Date: 10 April 2012   |   Author: Hugh Hunston

[3] Elapsed mileage trip

Proof that our recently arrived ninth-generation 2.2-litre diesel Civic is crucial to Honda's business car fortunes is provided by the firm plummeting from 12th to 18th in the manufacturers' fleet league last year due to more than 12 months without a lower-medium Euro5-compliant diesel.

The Civic ES comes with a generous standard spec and competitive £21,530 P11D price, factors which serve notice that Honda is also determined to restore the corporate fortunes of the hatchback itself.

Our 150hp six-speed model emits 110g/km and returns an official 67.3mpg.

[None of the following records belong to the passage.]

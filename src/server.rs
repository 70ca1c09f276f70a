//! Newline-delimited JSON over a Unix socket: request/response for queries,
//! mutations and pulls, plus live query subscriptions.

use std::collections::HashMap;
use std::path::Path;
use std::sync::atomic::{AtomicU64, Ordering};
use std::sync::Arc;
use std::time::Duration;

use serde::{Deserialize, Serialize};
use serde_json::Value;
use tokio::io::{AsyncBufReadExt, AsyncWriteExt, BufReader};
use tokio::net::unix::OwnedWriteHalf;
use tokio::net::{UnixListener, UnixStream};
use tokio::sync::{mpsc, watch};
use tokio::task::JoinHandle;
use tracing::{debug, info, warn};

use crate::backend::{Library, Message};
use crate::config::Config;
use crate::error::Result;
use crate::store::Query;

const QUEUE_CAPACITY: usize = 64;
const WRITE_TIMEOUT: Duration = Duration::from_secs(5);

#[derive(Debug, Deserialize)]
#[serde(tag = "type", rename_all = "lowercase", rename_all_fields = "camelCase")]
enum Frame {
    Query {
        #[serde(default)]
        request_id: Option<Value>,
        method_name: String,
        #[serde(default)]
        args: Value,
    },
    Mutate {
        #[serde(default)]
        request_id: Option<Value>,
        method_name: String,
        #[serde(default)]
        args: Value,
    },
    Pull {
        #[serde(default)]
        request_id: Option<Value>,
    },
    Subscribe {
        subscription_id: String,
        method_name: String,
        #[serde(default)]
        args: Value,
    },
    Unsubscribe {
        subscription_id: String,
    },
}

#[derive(Debug, Serialize)]
#[serde(untagged)]
enum Reply {
    #[serde(rename_all = "camelCase")]
    Response {
        request_id: Value,
        ok: bool,
        #[serde(skip_serializing_if = "Option::is_none")]
        result: Option<Value>,
        #[serde(skip_serializing_if = "Option::is_none")]
        error: Option<String>,
    },
    #[serde(rename_all = "camelCase")]
    Snapshot { subscription_id: String, snapshot: Value },
    #[serde(rename_all = "camelCase")]
    SubscriptionFailed { subscription_id: String, error: String },
}

impl Reply {
    fn response(request_id: Option<Value>, outcome: Result<Value>) -> Self {
        let request_id = request_id.unwrap_or(Value::Null);
        match outcome {
            Ok(result) => Self::Response {
                request_id,
                ok: true,
                result: Some(result),
                error: None,
            },
            Err(e) => Self::Response {
                request_id,
                ok: false,
                result: None,
                error: Some(e.to_string()),
            },
        }
    }
}

/// Serve `library` on the configured socket until `shutdown` turns true.
pub async fn run(config: &Config, library: Arc<Library>, mut shutdown: watch::Receiver<bool>) -> Result<()> {
    let socket_path = Path::new(&config.socket_path);
    if let Some(parent) = socket_path.parent() {
        tokio::fs::create_dir_all(parent).await?;
    }
    if socket_path.exists() {
        let _ = tokio::fs::remove_file(socket_path).await;
    }

    let listener = UnixListener::bind(socket_path)?;
    let conn_counter = AtomicU64::new(0);
    info!(event = "server_start", socket = %socket_path.display());

    loop {
        tokio::select! {
            changed = shutdown.changed() => {
                if changed.is_err() || *shutdown.borrow() {
                    break;
                }
            }
            accept = listener.accept() => {
                match accept {
                    Ok((stream, _addr)) => {
                        let conn_id = conn_counter.fetch_add(1, Ordering::SeqCst) + 1;
                        let library = library.clone();
                        let shutdown = shutdown.clone();
                        tokio::spawn(async move {
                            handle_connection(conn_id, library, stream, shutdown).await;
                        });
                    }
                    Err(err) => {
                        warn!(event = "server_accept_error", error = %err);
                    }
                }
            }
        }
    }

    let _ = tokio::fs::remove_file(socket_path).await;
    info!(event = "server_stop");
    Ok(())
}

However, a shade over 200 miles of short-haul journeys with the green tree eco setting engaged [1] computes to 54.4mpg, so it will be interesting to see how far the gap between real-life motoring and laboratory testing can be narrowed. Stop/start should help the cause.

The previous Civic's radical but slightly tacky flying-wedge styling has been toned down and refined with a welcome lack of chrome insets, although the less obtrusive boomerang-shaped tail wing [2] still cuts rear vision in half. Honda's purist view that efficient aerodynamics eliminated the need for a rear wiper has been tempered, too, by the fitting of a blade that clears water and moisture in slower traffic or during early morning screen clearing.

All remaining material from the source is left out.